El presidente de Estados Unidos, Donald Trump, declaró el lunes que había ordenado un aplazamiento de cinco días de cualquier ataque militar a las centrales eléctricas iraníes, horas antes de una fecha límite que amenazaba con una mayor escalada del conflicto que ya dura cuatro semanas.
Trump afirmó en una publicación en su plataforma Truth Social que Estados Unidos e Irán habían tenido conversaciones “muy buenas y productivas” durante los últimos dos días sobre una “resolución completa y total de las hostilidades en el Medio Oriente”.
En su mensaje, escrito íntegramente en mayúsculas, afirmó haber dado instrucciones al Ministerio de Defensa para posponer los ataques hasta que se conociera el resultado de las conversaciones.
Sin embargo, la agencia de noticias iraní Fars afirmó tras la publicación de Trump que no hubo comunicación directa con Estados Unidos ni a través de intermediarios.
Citando una fuente anónima, Fars indicó que Trump había dado marcha atrás después de enterarse de que Irán respondería atacando todas las centrales eléctricas de la región.
Mientras tanto, la agencia Tasnim, también vinculada al régimen de Teherán, cita a un alto funcionario de seguridad iraní que afirma que “no ha habido ni hay negociaciones en curso”. “Con este tipo de guerra psicológica ni el estrecho de Ormuz volverá a las condiciones de antes de la guerra, ni habrá tranquilidad en los mercados energéticos”, sostiene.
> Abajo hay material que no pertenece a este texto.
//! Privacy gate
//!
//! State machine guarding access to private notes. The gate stores no
//! note content; it decides whether the repository's reads may be
//! exposed, and drives the PIN-set flow when an action needs a PIN that
//! doesn't exist yet. On a successful PIN set the originating action is
//! replayed.
//!
//! An incorrect entry keeps the gate locked with no lockout or backoff;
//! hosts may layer their own.

use crate::error::{AppError, Result};
use crate::notes::model::{Note, NoteDraft};
use crate::notes::repository::NoteRepository;
use crate::storage::KeyValueStore;

/// The action that resumes once a PIN has been set
#[derive(Debug, Clone)]
pub enum PendingAction {
    Create(NoteDraft),
    View { note_id: String },
    MakePrivate { note_id: String },
}

#[derive(Debug, Clone, Default)]
pub enum GateState {
    #[default]
    Idle,
    Locked {
        note_id: String,
    },
    SettingPin {
        pending: PendingAction,
    },
}

/// Result of asking to view a note
#[derive(Debug, Clone, PartialEq)]
pub enum Access {
    /// Not private, or already cleared: read it from the repository
    Granted { note_id: String },
    /// Private with a PIN set: awaiting `submit_pin`
    PinEntry,
    /// Private with no PIN set: awaiting `set_pin`
    PinSetup,
    NotFound,
}

#[derive(Debug)]
pub enum CreateOutcome {
    Created(Note),
    /// Awaiting `set_pin`; the draft is held and replayed
    PinSetup,
}

#[derive(Debug, Clone, PartialEq)]
pub enum MakePrivateOutcome {
    Toggled,
    PinSetup,
}

/// Result of a PIN entry against a locked note
#[derive(Debug, Clone, PartialEq)]
pub enum PinOutcome {
    Unlocked { note_id: String },
    Incorrect,
    /// Nothing was awaiting a PIN entry
    NoPrompt,
}

/// Result of setting the PIN (and replaying whatever was pending)
#[derive(Debug)]
pub enum SetPinOutcome {
    Created(Note),
    Unlocked { note_id: String },
    MadePrivate { note_id: String },
    /// No action was pending; the PIN was simply saved
    PinSaved,
}

/// PIN-checking state machine guarding private notes
#[derive(Debug, Default)]
pub struct PrivacyGate {
    state: GateState,
}

impl PrivacyGate {
    pub fn new() -> Self {
        Self::default()
    }

    pub fn state(&self) -> &GateState {
        &self.state
    }

    /// Ask to view a note. Private notes lock the gate (PIN set) or
    /// open the PIN-set flow (no PIN).
    pub fn request_view<S: KeyValueStore>(
        &mut self,
        repo: &NoteRepository<S>,
        id: &str,
    ) -> Access {
        let Some(note) = repo.get(id) else {
            return Access::NotFound;
        };

        if !note.is_private {
            return Access::Granted {
                note_id: id.to_string(),
            };
        }

        if repo.pin_is_set() {
            self.state = GateState::Locked {
                note_id: id.to_string(),
            };
            Access::PinEntry
        } else {
            self.state = GateState::SettingPin {
                pending: PendingAction::View {
                    note_id: id.to_string(),
                },
            };
            Access::PinSetup
        }
    }

    /// Create a note, routing a private draft through the PIN-set flow
    /// when no PIN exists. The collection is untouched until the flow
    /// completes.
    pub async fn request_create<S: KeyValueStore>(
        &mut self,
        repo: &mut NoteRepository<S>,
        draft: NoteDraft,
    ) -> Result<CreateOutcome> {
        if draft.is_private && !repo.pin_is_set() {
            self.state = GateState::SettingPin {
                pending: PendingAction::Create(draft),
            };
            return Ok(CreateOutcome::PinSetup);
        }

        Ok(CreateOutcome::Created(repo.create(draft).await?))
    }

    /// Mark a note private, routing through the PIN-set flow when no PIN
    /// exists.
    pub async fn request_make_private<S: KeyValueStore>(
        &mut self,
        repo: &mut NoteRepository<S>,
        id: &str,
    ) -> Result<MakePrivateOutcome> {
        if !repo.pin_is_set() {
            self.state = GateState::SettingPin {
                pending: PendingAction::MakePrivate {
                    note_id: id.to_string(),
                },
            };
            return Ok(MakePrivateOutcome::PinSetup);
        }

        repo.toggle_private(id).await?;
        Ok(MakePrivateOutcome::Toggled)
    }

    /// Check an entered PIN against the stored one. A match unlocks the
    /// awaited note; a mismatch keeps the gate locked.
    pub fn submit_pin<S: KeyValueStore>(
        &mut self,
        repo: &NoteRepository<S>,
        entry: &str,
    ) -> PinOutcome {
        match &self.state {
            GateState::Locked { note_id } => {
                if repo.verify_pin(entry) {
                    let note_id = note_id.clone();
                    self.state = GateState::Idle;
                    PinOutcome::Unlocked { note_id }
                } else {
                    tracing::warn!("Incorrect PIN entry");
                    PinOutcome::Incorrect
                }
            }
            _ => PinOutcome::NoPrompt,
        }
    }

    /// Set the PIN (4 digits, confirmed), persist it, then replay the
    /// pending action. Validation failures leave the flow open.
    pub async fn set_pin<S: KeyValueStore>(
        &mut self,
        repo: &mut NoteRepository<S>,
        pin: &str,
        confirm: &str,
    ) -> Result<SetPinOutcome> {
        if matches!(self.state, GateState::Locked { .. }) {
            return Err(AppError::Generic(
                "a PIN entry is pending; cancel it first".to_string(),
            ));
        }

        if pin != confirm {
            return Err(AppError::PinMismatch);
        }

        repo.set_pin(pin).await?;

        match std::mem::take(&mut self.state) {
            GateState::SettingPin { pending } => match pending {
                PendingAction::Create(draft) => {
                    Ok(SetPinOutcome::Created(repo.create(draft).await?))
                }
                PendingAction::View { note_id } => Ok(SetPinOutcome::Unlocked { note_id }),
                PendingAction::MakePrivate { note_id } => {
                    repo.toggle_private(&note_id).await?;
                    Ok(SetPinOutcome::MadePrivate { note_id })
                }
            },
            GateState::Idle => Ok(SetPinOutcome::PinSaved),
            // Unreachable: Locked was rejected above
            GateState::Locked { .. } => Ok(SetPinOutcome::PinSaved),
        }
    }

    /// Abandon whatever was pending. No side effects.
    pub fn cancel(&mut self) {
        self.state = GateState::Idle;
    }
}

#[cfg(test)]
mod tests {
    use super::*;
    use crate::storage::MemoryStore;

    async fn create_test_repo() -> NoteRepository<MemoryStore> {
        NoteRepository::load(MemoryStore::new()).await.unwrap()
    }

    #[tokio::test]
    async fn test_public_note_granted_directly() {
        let mut repo = create_test_repo().await;
        let note = repo.create(NoteDraft::text("Open", "body")).await.unwrap();

        let mut gate = PrivacyGate::new();
        let access = gate.request_view(&repo, &note.id);

        assert_eq!(access, Access::Granted { note_id: note.id });
        assert!(matches!(gate.state(), GateState::Idle));
    }

    #[tokio::test]
    async fn test_unknown_note() {
        let repo = create_test_repo().await;
        let mut gate = PrivacyGate::new();

        assert_eq!(gate.request_view(&repo, "missing"), Access::NotFound);
    }

    #[tokio::test]
    async fn test_private_note_locks_then_unlocks() {
        let mut repo = create_test_repo().await;
        repo.set_pin("1234").await.unwrap();

        let mut draft = NoteDraft::text("Secret", "body");
        draft.is_private = true;
        let note = repo.create(draft).await.unwrap();

        let mut gate = PrivacyGate::new();
        assert_eq!(gate.request_view(&repo, &note.id), Access::PinEntry);
        assert!(matches!(gate.state(), GateState::Locked { .. }));

        // Wrong PIN: still locked
        assert_eq!(gate.submit_pin(&repo, "0000"), PinOutcome::Incorrect);
        assert!(matches!(gate.state(), GateState::Locked { .. }));

        // Right PIN: unlocked, back to idle
        assert_eq!(
            gate.submit_pin(&repo, "1234"),
            PinOutcome::Unlocked {
                note_id: note.id.clone()
            }
        );
        assert!(matches!(gate.state(), GateState::Idle));
    }

    #[tokio::test]
    async fn test_submit_without_prompt() {
        let repo = create_test_repo().await;
        let mut gate = PrivacyGate::new();

        assert_eq!(gate.submit_pin(&repo, "1234"), PinOutcome::NoPrompt);
    }

    #[tokio::test]
    async fn test_create_private_without_pin_holds_draft() {
        let mut repo = create_test_repo().await;
        let mut gate = PrivacyGate::new();

        let mut draft = NoteDraft::text("Secret", "body");
        draft.is_private = true;

        let outcome = gate.request_create(&mut repo, draft).await.unwrap();
        assert!(matches!(outcome, CreateOutcome::PinSetup));
        assert!(matches!(gate.state(), GateState::SettingPin { .. }));
        // Nothing saved yet
        assert!(repo.notes().is_empty());

        // Setting the PIN replays the create
        let outcome = gate.set_pin(&mut repo, "1234", "1234").await.unwrap();
        let SetPinOutcome::Created(note) = outcome else {
            panic!("expected replayed create");
        };
        assert!(note.is_private);
        assert_eq!(repo.notes().len(), 1);
        assert!(repo.pin_is_set());
        assert!(matches!(gate.state(), GateState::Idle));
    }

    #[tokio::test]
    async fn test_view_private_without_pin_starts_setup() {
        let mut repo = create_test_repo().await;
        repo.set_pin("1234").await.unwrap();
        let mut draft = NoteDraft::text("Secret", "body");
        draft.is_private = true;
        let note = repo.create(draft).await.unwrap();

        // Simulate a store that lost the PIN record by loading a repo
        // without one: build a fresh repo and import the note unlocked.
        let mut bare = create_test_repo().await;
        bare.import_merge(vec![note.clone()]).await.unwrap();

        let mut gate = PrivacyGate::new();
        assert_eq!(gate.request_view(&bare, &note.id), Access::PinSetup);

        let outcome = gate.set_pin(&mut bare, "5678", "5678").await.unwrap();
        assert!(matches!(outcome, SetPinOutcome::Unlocked { note_id } if note_id == note.id));
    }

    #[tokio::test]
    async fn test_make_private_without_pin() {
        let mut repo = create_test_repo().await;
        let note = repo.create(NoteDraft::text("Plain", "body")).await.unwrap();

        let mut gate = PrivacyGate::new();
        let outcome = gate.request_make_private(&mut repo, &note.id).await.unwrap();
        assert_eq!(outcome, MakePrivateOutcome::PinSetup);
        assert!(!repo.get(&note.id).unwrap().is_private);

        let outcome = gate.set_pin(&mut repo, "1234", "1234").await.unwrap();
        assert!(matches!(outcome, SetPinOutcome::MadePrivate { .. }));
        assert!(repo.get(&note.id).unwrap().is_private);
    }

    #[tokio::test]
    async fn test_set_pin_validation_keeps_flow_open() {
        let mut repo = create_test_repo().await;
        let mut gate = PrivacyGate::new();

        let mut draft = NoteDraft::text("Secret", "body");
        draft.is_private = true;
        gate.request_create(&mut repo, draft).await.unwrap();

        // Mismatched confirmation
        let result = gate.set_pin(&mut repo, "1234", "9999").await;
        assert!(matches!(result, Err(AppError::PinMismatch)));
        assert!(matches!(gate.state(), GateState::SettingPin { .. }));

        // Not four digits
        let result = gate.set_pin(&mut repo, "12", "12").await;
        assert!(matches!(result, Err(AppError::InvalidPin)));
        assert!(matches!(gate.state(), GateState::SettingPin { .. }));
        assert!(!repo.pin_is_set());
    }

    #[tokio::test]
    async fn test_cancel_has_no_side_effects() {
        let mut repo = create_test_repo().await;
        let mut gate = PrivacyGate::new();

        let mut draft = NoteDraft::text("Secret", "body");
        draft.is_private = true;
        gate.request_create(&mut repo, draft).await.unwrap();

        gate.cancel();

        assert!(matches!(gate.state(), GateState::Idle));
        assert!(repo.notes().is_empty());
        assert!(!repo.pin_is_set());
    }

    #[tokio::test]
    async fn test_set_pin_with_nothing_pending() {
        let mut repo = create_test_repo().await;
        let mut gate = PrivacyGate::new();

        let outcome = gate.set_pin(&mut repo, "1234", "1234").await.unwrap();
        assert!(matches!(outcome, SetPinOutcome::PinSaved));
        assert!(repo.pin_is_set());
    }
}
La misma fuente considera que “el ultimátum de cinco días de Trump significa la continuación del plan estadounidense de cometer crímenes contra el pueblo”. “Seguiremos respondiendo y defendiendo ampliamente al país”, afirmó, según el diario El País.
Ambas agencias también han publicado que el presidente estadounidense ha dado marcha atrás en su plan de atacar infraestructuras críticas iraníes “debido a la credibilidad de las amenazas militares de Irán”.
Una fuente informada sobre los planes de guerra de Israel dijo que Washington lo había mantenido al tanto de sus conversaciones con Teherán y que era probable que Israel siguiera el ejemplo de Estados Unidos y suspendiera cualquier ataque a las plantas e infraestructura energética iraníes.
La oficina del primer ministro israelí no respondió de inmediato a una solicitud de comentarios sobre las conversaciones entre Estados Unidos e Irán o sobre la decisión de Washington de suspender los ataques contra algunos objetivos iraníes, dijo Reuters.
Mientras tanto, el ejército israelí acaba de anunciar una nueva ola de ataques contra todo Teherán.